Войска перешли в Новезий[742]
, где соединились с шестнадцатым легионом; Вокула передал часть своих обязанностей легату[743] Гереннию Галлу. Полководцы не решались выступить против врага и, отведя армию к тринадцатому мильному камню от Новезия, разбили лагерь у места, называемого Гельдуба. Здесь они занялись строевыми учениями, сооружением и восстановлением валов и прочими воинскими упражнениями, укрепляющими боевой дух армии. Вокула решил дать солдатам пограбить, чтобы возбудить их воинский пыл, и вывел часть войск в земли присоединившегося к Цивилису племени кугернов[744]. Остальные остались на месте под командованием Геренния Галла.27. Случилось так, что в это самое время один из кораблей, везших зерно, сел на мель недалеко от лагеря[745]
. Пока матросы хлопотали, пытаясь сдвинуть судно с места, германцы стали тянуть его к своему берегу. Галл не мог стерпеть подобной наглости и отправил на помощь кораблю когорту солдат, к германцам тоже подоспела поддержка, подкрепления подходили и с той, и с другой стороны, и вскоре началась настоящая битва. Германцы нанесли нам тяжелый урон и захватили корабль. Как повелось в ту пору, причиной поражения солдаты сочли не собственную трусость, а вероломство легата. Его вытащили из палатки, избили, разорвали на нем одежду, требуя, чтобы он признался, сколько денег получил за свое предательство и кто ему помогал. В солдатах проснулась старая ненависть к Гордеонию; они уверяли, что это он подстроил поражение, а Галл лишь выполнял его волю. Перепуганный легат под угрозой смерти обвинил Гордеония в измене и подтвердил, что действовал по его приказу. Галла заковали в цепи и освободили только после возвращения Вокулы, который на следующий же день по прибытии в лагерь казнил зачинщиков бунта. Так эта армия постоянно колебалась между мятежным своеволием и тупой покорностью. Рядовые ее бойцы сохраняли верность Вителлию, — в этом не может быть сомнений; руководители же склонялись на сторону Веспасиана. Отсюда вечная смена мятежей и казней, то вспышки ярости, то смирение, и постоянная готовность командиров наказывать солдат, которых они не могли удерживать в повиновении обычными средствами.28. Между тем германцы скрепили свой союз с Цивилисом, выдав в качестве заложников самых знатных своих людей, и теперь бойцы, оружие и деньги в несметных количествах стекались к нему со всех концов страны. Тем германцам, что жили неподалеку от убиев и тревиров, он приказал пройти с огнем и мечом по земле этих племен[746]

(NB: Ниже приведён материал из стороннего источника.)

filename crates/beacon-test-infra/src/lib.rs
//! Disposable containers for integration tests.

pub mod error;
pub mod mysql;
pub mod redis;

pub use error::{Result, TestInfraError};
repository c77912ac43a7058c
use beacon_core::{NewUrlMapping, ShortCode};
use beacon_storage::{
    AccessCounterStore, MySqlAccessCounterStore, MySqlUrlMappingStore, StorageError,
    UrlMappingStore,
};
use beacon_test_infra::mysql::{MySqlServer, MysqlConfig};
use jiff::{SignedDuration, Timestamp};

struct Fixture {
    mysql: MySqlServer,
    mappings: MySqlUrlMappingStore,
    counters: MySqlAccessCounterStore,
}

impl Fixture {
    async fn start() -> Self {
        let mysql = MySqlServer::new(MysqlConfig::builder().build())
            .await
            .expect("start mysql");
        let pool = mysql.connect_pool().await.expect("connect mysql");

        let mappings = MySqlUrlMappingStore::new(pool.clone());
        let counters = MySqlAccessCounterStore::new(pool);
        mappings.ensure_schema().await.expect("create url_mappings");
        counters.ensure_schema().await.expect("create url_access_stats");

        Self {
            mysql,
            mappings,
            counters,
        }
    }

    /// A second, independent pool onto the same database.
    async fn reopen(&self) -> (MySqlUrlMappingStore, MySqlAccessCounterStore) {
        let pool = self.mysql.connect_pool().await.expect("reconnect mysql");
        (
            MySqlUrlMappingStore::new(pool.clone()),
            MySqlAccessCounterStore::new(pool),
        )
    }
}

fn code(value: &str) -> ShortCode {
    ShortCode::new_unchecked(value)
}

#[tokio::test]
#[ignore = "requires a container runtime"]
async fn mapping_round_trips_through_a_fresh_pool() {
    let fixture = Fixture::start().await;

    let mut tx = fixture.mappings.begin().await.unwrap();
    let saved = tx
        .save(NewUrlMapping::new(code("abc123"), "https://example.com"))
        .await
        .unwrap();
    tx.commit().await.unwrap();

    let (mappings, _) = fixture.reopen().await;
    let mut tx = mappings.begin().await.unwrap();
    let by_code = tx.find_by_short_code(&code("abc123")).await.unwrap();
    let by_url = tx.find_by_long_url("https://example.com").await.unwrap();
    assert_eq!(by_code, Some(saved.clone()));
    assert_eq!(by_url, Some(saved));
}

#[tokio::test]
#[ignore = "requires a container runtime"]
async fn uncommitted_mapping_is_rolled_back_on_drop() {
    let fixture = Fixture::start().await;

    let mut writer = fixture.mappings.begin().await.unwrap();
    writer
        .save(NewUrlMapping::new(code("abc123"), "https://example.com"))
        .await
        .unwrap();

    let mut reader = fixture.mappings.begin().await.unwrap();
    assert!(reader
        .find_by_short_code(&code("abc123"))
        .await
        .unwrap()
        .is_none());
    drop(reader);
    drop(writer);

    let mut tx = fixture.mappings.begin().await.unwrap();
    assert!(tx
        .find_by_long_url("https://example.com")
        .await
        .unwrap()
        .is_none());
}

#[tokio::test]
#[ignore = "requires a container runtime"]
async fn save_conflicts_on_taken_code_or_url() {
    let fixture = Fixture::start().await;

    let mut tx = fixture.mappings.begin().await.unwrap();
    tx.save(NewUrlMapping::new(code("abc123"), "https://one.example"))
        .await
        .unwrap();
    tx.commit().await.unwrap();

    let mut tx = fixture.mappings.begin().await.unwrap();
    let err = tx
        .save(NewUrlMapping::new(code("abc123"), "https://two.example"))
        .await
        .unwrap_err();
    assert!(matches!(err, StorageError::Conflict(_)));

    let err = tx
        .save(NewUrlMapping::new(code("zzz999"), "https://one.example"))
        .await
        .unwrap_err();
    assert!(matches!(err, StorageError::Conflict(_)));
}

#[tokio::test]
#[ignore = "requires a container runtime"]
async fn short_codes_are_case_sensitive() {
    let fixture = Fixture::start().await;

    let mut tx = fixture.mappings.begin().await.unwrap();
    tx.save(NewUrlMapping::new(code("abc"), "https://lower.example"))
        .await
        .unwrap();
    tx.commit().await.unwrap();

    let mut tx = fixture.mappings.begin().await.unwrap();
    assert!(tx.find_by_short_code(&code("ABC")).await.unwrap().is_none());
}

#[tokio::test]
#[ignore = "requires a container runtime"]
async fn upsert_counts_and_keeps_latest_access_time() {
    let fixture = Fixture::start().await;
    let later = Timestamp::from_millisecond(Timestamp::now().as_millisecond()).unwrap();
    let earlier = later - SignedDuration::from_secs(60);

    let mut tx = fixture.counters.begin().await.unwrap();
    tx.increment_access_count(&code("abc123"), "https://example.com", later)
        .await
        .unwrap();
    tx.increment_access_count(&code("abc123"), "https://example.com", earlier)
        .await
        .unwrap();
    tx.commit().await.unwrap();

    let (_, counters) = fixture.reopen().await;
    let mut tx = counters.begin().await.unwrap();
    let stats = tx.find_by_short_code(&code("abc123")).await.unwrap().unwrap();
    assert_eq!(stats.access_count, 2);
    assert_eq!(stats.last_accessed_at, Some(later));
}

#[tokio::test]
#[ignore = "requires a container runtime"]
async fn concurrent_upserts_lose_no_updates() {
    let fixture = Fixture::start().await;

    let mut tasks = Vec::new();
    for _ in 0..8 {
        let counters = fixture.counters.clone();
        tasks.push(tokio::spawn(async move {
            for _ in 0..10 {
                let mut tx = counters.begin().await.unwrap();
                tx.increment_access_count(&code("hot"), "https://hot.example", Timestamp::now())
                    .await
                    .unwrap();
                tx.commit().await.unwrap();
            }
        }));
    }
    for task in tasks {
        task.await.unwrap();
    }

    let mut tx = fixture.counters.begin().await.unwrap();
    let stats = tx.find_by_short_code(&code("hot")).await.unwrap().unwrap();
    assert_eq!(stats.access_count, 80);
}

#[tokio::test]
#[ignore = "requires a container runtime"]
async fn ranking_orders_by_count_then_insertion() {
    let fixture = Fixture::start().await;

    for (c, times) in [("first", 1), ("second", 3), ("third", 1)] {
        for _ in 0..times {
            let mut tx = fixture.counters.begin().await.unwrap();
            tx.increment_access_count(&code(c), "https://example.com", Timestamp::now())
                .await
                .unwrap();
            tx.commit().await.unwrap();
        }
    }

    let mut tx = fixture.counters.begin().await.unwrap();
    let top = tx.top_by_access_count(10).await.unwrap();
    let codes: Vec<_> = top.iter().map(|s| s.short_code.as_str()).collect();
    assert_eq!(codes, vec!["second", "first", "third"]);
    assert_eq!(tx.top_by_access_count(1).await.unwrap().len(), 1);
}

, другим отрядам велел переправиться через реку Мозу, вторгнуться в пределы соседних менапиев и моринов[747] и разграбить пограничные поселения галлов. И тут и там германцы захватили много добычи, но с особой яростью обрушились они на убиев, ибо это племя, германское по своему происхождению, отреклось от родного народа и приняло римское имя агриппинов. Когорты убиев, полагая, что они находятся достаточно далеко от побережья[748], расположились в деревне Маркодуре, не приняв никаких мер предосторожности, и внезапно напавшие ополченцы Цивилиса перебили их. Убии не примирились со своим поражением. Стремясь захватить побольше добычи, они, в свою очередь, ринулись в Германию[749], где на первых порах беспрепятственно занимались грабежом, пока, наконец, германцы не окружили и не уничтожили их. Вообще в эту кампанию убии прославились скорей своей верностью, чем боевыми удачами. После разгрома убиев Цивилис почувствовал себя полновластным хозяином, с каждым успехом он наглел все больше и, наконец, решил, что настало время расправиться с запершимися в лагере[750] легионами. Он велел усилить караулы, дабы никто не мог тайно проникнуть в лагерь и рассказать там о войсках, идущих на помощь осажденным. Батавам Цивилис поручил вести земляные работы и готовить осадные машины, а зарейнские племена, которые горели нетерпением и рвались в бой, бросил на штурм вала. Атака была отбита, но Цивилис приказал германцам снова идти на приступ, благо племена эти были так многочисленны, что не обращали никакого внимания на потери.